At first these will be ‘fee for service’ models that may have a limited margin and create a pressure by reducing the overall practice capacity. But don’t let this put you off. Think big. This has the potential to become a service whereby the practice takes on the entirety of the urology budget for the local population as a lead provider, and sub-contracts elements of it to other providers such as the local hospital. The CCG will work with you to make this type of ambitious goal a reality.

 2. Joint working with other practices

Joint working is important as it enables new services to be developed at scale and allows risk to be shared. In our urology example, it is much easier for a group of practices working in partnership to identify and access the skills required to deliver the service, make the necessary changes in pathways, and share the risk on the budget, than it is for one individual practice to do this all on its own. 

‘Federation’ is the most talked about version of joint working. CCGs can help with this, as part of their role in market development. CCGs need effective community-based providers that deliver high quality first contact care and manage demand. The most likely provider is a large GP practice/federation of practices, and so CCGs need to be doing everything they can to support their development. 

But don’t get put off if your GPs already have antibodies to the idea of federation. The trap many practices fall into is thinking that if they do not merge or federate, then the limit to joint working with other practices is some shared back office procurement agreement. 

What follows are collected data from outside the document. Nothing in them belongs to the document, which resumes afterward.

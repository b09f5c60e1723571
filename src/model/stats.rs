use super::{DateColumns, HasDateIdentity, parse_count, reader};
use crate::error::{Error, Result};
use chrono::NaiveDate;
use serde::Serialize;
use std::collections::BTreeMap;

/// One row of the national daily summary.
#[derive(Debug, Clone, PartialEq, Eq, Serialize)]
pub struct StatsDay {
    pub date: NaiveDate,
    #[serde(rename = "dayFromStart", skip_serializing_if = "Option::is_none")]
    pub day_from_start: Option<i32>,
    #[serde(skip_serializing_if = "Option::is_none")]
    pub phase: Option<String>,
    #[serde(flatten)]
    pub values: BTreeMap<String, i64>,
}

impl HasDateIdentity for StatsDay {
    fn date(&self) -> NaiveDate {
        self.date
    }
}

/// One row of the weekly summary, dated by the first day of the week.
#[derive(Debug, Clone, PartialEq, Eq, Serialize)]
pub struct WeeklyStats {
    pub week: String,
    pub date: NaiveDate,
    #[serde(rename = "to", skip_serializing_if = "Option::is_none")]
    pub date_to: Option<NaiveDate>,
    #[serde(flatten)]
    pub values: BTreeMap<String, i64>,
}

impl HasDateIdentity for WeeklyStats {
    fn date(&self) -> NaiveDate {
        self.date
    }
}

/// Parse `stats.csv`.
///
/// # Errors
///
/// Returns an error when the body is not CSV, has no date column, or holds
/// a non-integer in a numeric column.
pub fn parse_stats(raw: &str) -> Result<Vec<StatsDay>> {
    let mut rdr = reader(raw);
    let headers = rdr.headers()?.clone();
    let dates = DateColumns::locate(&headers)?;

    let mut out = Vec::new();
    for row in rdr.records() {
        let row = row?;
        let mut day = StatsDay {
            date: dates.read(&row)?,
            day_from_start: None,
            phase: None,
            values: BTreeMap::new(),
        };
        for (idx, (column, value)) in headers.iter().zip(row.iter()).enumerate() {
            if dates.is_date_column(idx) {
                continue;
            }
            match column {
                "phase" => day.phase = (!value.is_empty()).then(|| value.to_string()),
                "day" => {
                    day.day_from_start = parse_count(column, value)?
                        .map(i32::try_from)
                        .transpose()
                        .map_err(|_| Error::Custom(format!("day `{value}` out of range")))?;
                }
                _ => {
                    if let Some(v) = parse_count(column, value)? {
                        day.values.insert(column.to_string(), v);
                    }
                }
            }
        }
        out.push(day);
    }
    Ok(out)
}

/// Parse `stats-weekly.csv`.
///
/// # Errors
///
/// Same failure modes as [`parse_stats`], plus a missing `week` column.
pub fn parse_weekly_stats(raw: &str) -> Result<Vec<WeeklyStats>> {
    let mut rdr = reader(raw);
    let headers = rdr.headers()?.clone();
    let dates = DateColumns::locate(&headers)?;
    let week_idx = headers
        .iter()
        .position(|h| h == "week")
        .ok_or_else(|| Error::Custom("no `week` column".to_string()))?;

    let mut out = Vec::new();
    for row in rdr.records() {
        let row = row?;
        let mut week = WeeklyStats {
            week: row.get(week_idx).unwrap_or_default().to_string(),
            date: dates.read(&row)?,
            date_to: None,
            values: BTreeMap::new(),
        };
        for (idx, (column, value)) in headers.iter().zip(row.iter()).enumerate() {
            if idx == week_idx || dates.is_date_column(idx) {
                continue;
            }
            if column == "date.to" {
                if !value.is_empty() {
                    week.date_to = Some(NaiveDate::parse_from_str(value, "%Y-%m-%d")?);
                }
            } else if let Some(v) = parse_count(column, value)? {
                week.values.insert(column.to_string(), v);
            }
        }
        out.push(week);
    }
    Ok(out)
}
pub mod config;
pub mod fetcher;
pub mod health;
pub mod notifier;
pub mod read_path;
pub mod registry;
pub mod scheduler;
pub mod slot;
pub mod snapshot;

pub use config::CacheConfig;
pub use fetcher::{FetchError, FetchOutcome, Fetcher};
pub use health::{HealthTracker, Transition};
pub use notifier::{AlertSink, LogSink, Notifier, WebhookSink, spawn_notifier};
pub use read_path::{CachedResponse, DataFilter, read};
pub use registry::{RefreshTarget, Refreshed, Registry, ResourceEntry, ids};
pub use scheduler::{CycleReport, RefreshScheduler, SchedulerHandle};
pub use slot::CacheSlot;
pub use snapshot::Snapshot;
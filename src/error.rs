use derive_more::From;

pub type Result<T> = core::result::Result<T, Error>;

#[derive(Debug, From)]
pub enum Error {
    #[from]
    Http(reqwest::Error),

    #[from]
    Csv(csv::Error),

    #[from]
    Date(chrono::ParseError),

    #[from]
    Metrics(prometheus::Error),

    /// Custom error message
    Custom(String),
}

impl core::fmt::Display for Error {
    fn fmt(&self, fmt: &mut core::fmt::Formatter) -> core::result::Result<(), core::fmt::Error> {
        match self {
            Self::Http(e) => write!(fmt, "http: {e}"),
            Self::Csv(e) => write!(fmt, "csv: {e}"),
            Self::Date(e) => write!(fmt, "date: {e}"),
            Self::Metrics(e) => write!(fmt, "metrics: {e}"),
            Self::Custom(message) => fmt.write_str(message),
        }
    }
}

impl std::error::Error for Error {}

/// Create a `LockPoisoned` error for mutex/rwlock poisoning (indicates prior panic)
#[must_use]
pub fn lock_poisoned_error(what: &str) -> Error {
    Error::Custom(format!(
        "{what} lock poisoned - this indicates a prior panic, state may be inconsistent"
    ))
}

There are however other mechanisms of joint working that are worth pursuing, such a joint ventures or even more informal agreements. 

For example, a local hospital has sub-contracted with a local practice to provide GPs to staff a primary care stream within the A&E department. The practice has agreed a remuneration rate with a group of local GPs from across the patch, and by acting as co-ordinator has the beginnings a new income stream. 

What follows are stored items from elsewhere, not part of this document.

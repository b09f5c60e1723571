use super::snapshot::Snapshot;
use arc_swap::ArcSwap;
use std::sync::Arc;
use std::sync::atomic::{AtomicU64, Ordering};
use tokio::sync::watch;

/// Single-writer, many-reader holder of one resource's current [`Snapshot`].
///
/// Reads are wait-free loads of an `Arc`; a publish swaps the whole
/// snapshot, so a reader sees either the old one or the new one.
#[derive(Debug)]
pub struct CacheSlot<T> {
    current: ArcSwap<Snapshot<T>>,
    published: watch::Sender<bool>,
    generation: AtomicU64,
}

impl<T> CacheSlot<T> {
    #[must_use]
    pub fn new() -> Self {
        let (published, _) = watch::channel(false);
        Self {
            current: ArcSwap::from_pointee(Snapshot::empty()),
            published,
            generation: AtomicU64::new(0),
        }
    }

    /// Current snapshot. Never blocks.
    #[must_use]
    pub fn read(&self) -> Arc<Snapshot<T>> {
        self.current.load_full()
    }

    /// Replace the visible snapshot.
    pub fn publish(&self, snapshot: Snapshot<T>) {
        self.current.store(Arc::new(snapshot));
        self.generation.fetch_add(1, Ordering::Release);
        self.published.send_replace(true);
    }

    /// Number of publishes so far.
    #[must_use]
    pub fn generation(&self) -> u64 {
        self.generation.load(Ordering::Acquire)
    }

    #[must_use]
    pub fn is_populated(&self) -> bool {
        *self.published.borrow()
    }

    /// Resolve once the first snapshot has been published. Startup only;
    /// the request path uses [`CacheSlot::read`].
    pub async fn wait_first(&self) -> Arc<Snapshot<T>> {
        let mut rx = self.published.subscribe();
        // The sender lives in `self`, so the channel cannot close while we wait.
        let _ = rx.wait_for(|populated| *populated).await;
        self.read()
    }
}

impl<T> Default for CacheSlot<T> {
    fn default() -> Self {
        Self::new()
    }
}
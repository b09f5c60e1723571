use clap::Parser;
use covid_cache::cache::{
    AlertSink, Fetcher, HealthTracker, LogSink, RefreshScheduler, Registry, WebhookSink,
    spawn_notifier,
};
use covid_cache::config::Settings;
use covid_cache::metrics::Metrics;
use covid_cache::server::{AppState, router};
use std::sync::Arc;
use std::time::Duration;
use tokio::net::TcpListener;
use tokio::time::timeout;
use tracing::{info, warn};
use tracing_subscriber::EnvFilter;

fn init_tracing() {
    tracing_subscriber::fmt()
        .with_env_filter(EnvFilter::try_from_default_env().unwrap_or_else(|_| EnvFilter::new("info")))
        .init();
}

async fn shutdown_signal() {
    if let Err(e) = tokio::signal::ctrl_c().await {
        warn!("failed to listen for ctrl-c: {}", e);
        std::future::pending::<()>().await;
    }
    info!("shutdown requested");
}

#[tokio::main]
async fn main() -> anyhow::Result<()> {
    init_tracing();
    let settings = Settings::parse();
    let config = settings.cache_config();
    info!("mirroring {} every {}s", config.origin_url, config.refresh_interval.as_secs());

    let metrics = Metrics::new()?;
    let sink: Arc<dyn AlertSink> = match &settings.webhook_url {
        Some(url) => Arc::new(WebhookSink::new(url.clone(), config.request_timeout)?),
        None => Arc::new(LogSink),
    };
    let (notifier, notifier_task) = spawn_notifier(sink);
    let health = Arc::new(HealthTracker::new(notifier, metrics.clone()));
    let registry = Arc::new(Registry::new(&config));

    let fetcher = Fetcher::new(&config, metrics.clone())?;
    let scheduler = RefreshScheduler::new(
        registry.targets().to_vec(),
        fetcher,
        health.clone(),
        config.refresh_interval,
    )
    .start();

    if timeout(config.startup_wait, registry.wait_populated()).await.is_err() {
        warn!(
            "not every resource loaded within {}s, serving what is cached",
            config.startup_wait.as_secs()
        );
    }

    let listener = TcpListener::bind(settings.bind).await?;
    info!("listening on http://{}", settings.bind);

    let app = router(AppState {
        registry,
        metrics,
        health,
    });
    axum::serve(listener, app)
        .with_graceful_shutdown(shutdown_signal())
        .await?;

    scheduler.stop().await;
    // the notifier task drains once the last handle is gone
    if timeout(Duration::from_secs(5), notifier_task).await.is_err() {
        warn!("pending alerts were not delivered before exit");
    }
    Ok(())
}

Close working with the CCG is what helped the practice identify the need, and as a result was able to exploit the business opportunity.

 3. Developing premises

The reforms to the NHS have left practices not knowing where to turn when it comes to developing existing or new buildings. The funding for any existing or new rent sits with the Area Team of NHS England. However, these budgets are fixed, so new proposals are highly unlikely to be approved.

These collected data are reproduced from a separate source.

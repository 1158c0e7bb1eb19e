//! Payment webhook event payloads

use serde::Deserialize;
use serde_json::Value;
use storefront_shared::PaymentOutcome;

use crate::error::{PaymentError, PaymentResult};

pub const PAYMENT_SUCCEEDED: &str = "checkout.payment.succeeded";
pub const PAYMENT_FAILED: &str = "checkout.payment.failed";
pub const PAYMENT_CANCELLED: &str = "checkout.payment.cancelled";

/// Webhook body sent by the payment processor
///
/// Only `type` is required. `data` is read leniently: a missing, null or
/// differently shaped payload yields empty fields rather than a parse error,
/// so event types this service ignores are still acknowledged.
#[derive(Debug, Clone, Deserialize)]
#[serde(from = "RawEvent")]
pub struct WebhookEvent {
    pub event_type: String,
    pub data: EventData,
}

#[derive(Debug, Clone, Default, PartialEq, Eq)]
pub struct EventData {
    /// Payment identifier at the processor
    pub id: Option<String>,
    pub metadata: EventMetadata,
}

/// Metadata attached to the checkout session when it was created
#[derive(Debug, Clone, Default, PartialEq, Eq)]
pub struct EventMetadata {
    pub order_id: Option<String>,
    pub order_number: Option<String>,
    pub customer_email: Option<String>,
}

#[derive(Deserialize)]
struct RawEvent {
    #[serde(rename = "type")]
    event_type: String,
    #[serde(default)]
    data: Value,
}

impl From<RawEvent> for WebhookEvent {
    fn from(raw: RawEvent) -> Self {
        let metadata = raw.data.get("metadata");
        Self {
            event_type: raw.event_type,
            data: EventData {
                id: string_field(Some(&raw.data), "id"),
                metadata: EventMetadata {
                    order_id: string_field(metadata, "orderId"),
                    order_number: string_field(metadata, "orderNumber"),
                    customer_email: string_field(metadata, "customerEmail"),
                },
            },
        }
    }
}

/// String value of `key`; absent, null and non-string values are `None`
fn string_field(object: Option<&Value>, key: &str) -> Option<String> {
    object
        .and_then(|value| value.get(key))
        .and_then(Value::as_str)
        .map(str::to_string)
}

impl WebhookEvent {
    /// Parse the raw (already verified) request body
    pub fn from_slice(payload: &[u8]) -> PaymentResult<Self> {
        serde_json::from_slice(payload).map_err(|e| PaymentError::MalformedPayload(e.to_string()))
    }

    /// Payment outcome for recognized event types
    pub fn outcome(&self) -> Option<PaymentOutcome> {
        match self.event_type.as_str() {
            PAYMENT_SUCCEEDED => Some(PaymentOutcome::Succeeded),
            PAYMENT_FAILED => Some(PaymentOutcome::Failed),
            PAYMENT_CANCELLED => Some(PaymentOutcome::Cancelled),
            _ => None,
        }
    }

    /// Order reference from the metadata; blank values count as missing
    pub fn order_id(&self) -> Option<&str> {
        non_blank(self.data.metadata.order_id.as_deref())
    }

    pub fn payment_id(&self) -> Option<&str> {
        non_blank(self.data.id.as_deref())
    }
}

fn non_blank(value: Option<&str>) -> Option<&str> {
    value.map(str::trim).filter(|v| !v.is_empty())
}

In the past, the additional rent for new developments mostly came from the commissioning savings that the new property would enable. So practices and CCGs need to 

work together to understand these savings, and ensure that the conversation with NHS England involves all three parties. The relationship between practice managers and CCG leads does not have to be one where neither understands the other’s world. Practice managers and CCG leads can form a partnership, in which they focus on aligning the core business of the CCG with the core business of practices. This can create short-term benefits, as well as enabling a longer-term strategic change.

So how would I describe the relationship between a practice and a CCG? Currently, I would describe it as a missed opportunity. But in the future I hope I will be able to describe it as the relationship that enabled CCGs to be successful and that transformed general practice.